Keeping the ‘movie of the week’ format that’s served the 2012 series so well, the upcoming spring season will see a writer new to Doctor Who, the creator/showrunner of Luther Neil Cross. He's writing two episodes.

The first of these, guest starring Dougray Scott is seemingly set in the 1950s, while little is known about his second script other than it’s due to be helmed by returning director, Farren Blackburn (The Fades, The Doctor, The Widow And The Wardrobe).

Despite Cross’ addition to the writing team, the remainder of the 2013 writing line-up has a rather familiar air to it. In addition to Moffat scripting both the opening and presumably the losing episode, with his first episode rumored to feature action on ‘a worldwide scale’, there will also be a pair of scripts from series stalwart, Mark Gatiss.

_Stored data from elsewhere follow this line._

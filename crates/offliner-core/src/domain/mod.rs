//! Pure domain types. No I/O, no adapter dependencies.

mod ids;
mod job;
mod platform;
mod progress;
mod quota;
mod request;
mod session;
mod target;
mod user_config;

pub use ids::RequestId;
pub use job::Job;
pub use platform::Platform;
pub use progress::{ProgressPhase, ProgressRecord};
pub use quota::QuotaReason;
pub use request::Request;
pub use session::Session;
pub use target::{Mode, Target};
pub use user_config::{AudioFormat, ItemOverrides, ItemOverridesMap, Quality, UserConfig, VideoFormat};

His first story, directed by Douglas Mackinnon and guest starring two actors previously linked to the role of the Doctor himself, Liam Cunningham and David Warner, is rumoured to be set aboard a submarine and may or may not feature the return of classic series monsters, The Ice Warriors. Directed by Saul Metzstein, Gatiss’ second episode is another Victorian set story, rumoured to be titled The Crimson Horror, and features a major casting coup in the form of Dame Diana Rigg (The Avengers, On Her Majesty’s Secret Service).

Appearing alongside and her real-life daughter, Rachel Stirling (Tipping The Velvet), Dame Diana will also share the screen with the returning Madame Vastra, Jenny and Strax. Promising fun, colour and gothic scares, this episode promises to be the kind of ghoulish romp that Gatiss does so well.  

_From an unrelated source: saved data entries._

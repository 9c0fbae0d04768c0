use offliner_axum::{start_server, ServerConfig};

#[tokio::main]
async fn main() -> anyhow::Result<()> {
    tracing_subscriber::fmt::init();
    start_server(ServerConfig::from_env()).await
}
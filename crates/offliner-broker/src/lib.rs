//! Redis-backed Task Broker + Queue (spec §4.2).

mod memory;
mod redis_broker;

pub use memory::InMemoryBroker;
pub use redis_broker::RedisBroker;

/// Job timeout (spec §4.2/§5): the longest a worker lets a single dequeued
/// job run before treating it as stuck. The worker's dequeue loop wraps
/// `JobPipeline::execute` in a `tokio::time::timeout` of this length.
pub const JOB_TIMEOUT_SECS: u64 = 30 * 60;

Of course, the highlight of Gatiss’ Who output next year may not turn out to be either of his episodes of the main show, but instead his recently commissioned drama about the genesis of Doctor Who. Scheduled to air on BBC 2 later in 2013, this passion project entitled An Adventure In Space And Time, promises to be a highlight of the show's anniversary.

Back with the show proper, the spring run will also feature an episode from writer Steve Thompson (Sherlock) which reportedly features a journey into the heart of the TARDIS and a rumoured reappearance for the Eye of Harmony. Directed by newcomer Mat King and guest starring Ashley Waters (Hustle, Top Boy) fans will be hoping that Thompson hits the creative heights of his Sherlock work. His previous Who adventure, The Curse Of The Black Spot episode, was arguably the weakest of series six.

Aside from Moffat’s finale, probably the most anticipated episode of the upcoming series will be the return of fantasy legend, Neil Gaiman to the writing team. Winner of a Hugo award for his 2011 episode, The Doctor’s Wife, Gaiman has already been elevated into the top rank of Who writers and news of his next episode was announced after he collected his prize earlier this month.

There’s already been some chatter that Gaiman’s episode will feature a revamp of the Cybermen, but as it stands nothing is really known about this script other than it looks like being one of the last episodes to go into production for series seven.

As for what’s in store beyond those next eight episodes, Matt Smith’s recent quotes about the 50th anniversary special seem to indicate that Moffat’s script should be ready around Christmas and that plans exist for it to film sometime in the spring. Will this be the only anniversary special? No one’s saying for sure, although the current execs have mentioned "anniversary specials" in various interviews on more than one occasion.

The future beyond November 2013 is equally unclear. Recent interviews with the key cast and crew suggest that Steven Moffat is on board for a potential series eight, while Matt Smith’s involvement seems somewhat less secure. Could it be that when the show returns in 2014 a new Doctor will be occupying the TARDIS? At this stage nothing appears set in stone, but it seems clear that Smith’s time in the TARDIS is closer its end than its beginning.

What is certain is that Doctor Who as a show still has plenty of life left in it and that it heads into 2013 refreshed by its recent break, renewed by the imminent arrival of a new companion and ready for life beyond its 50th anniversary.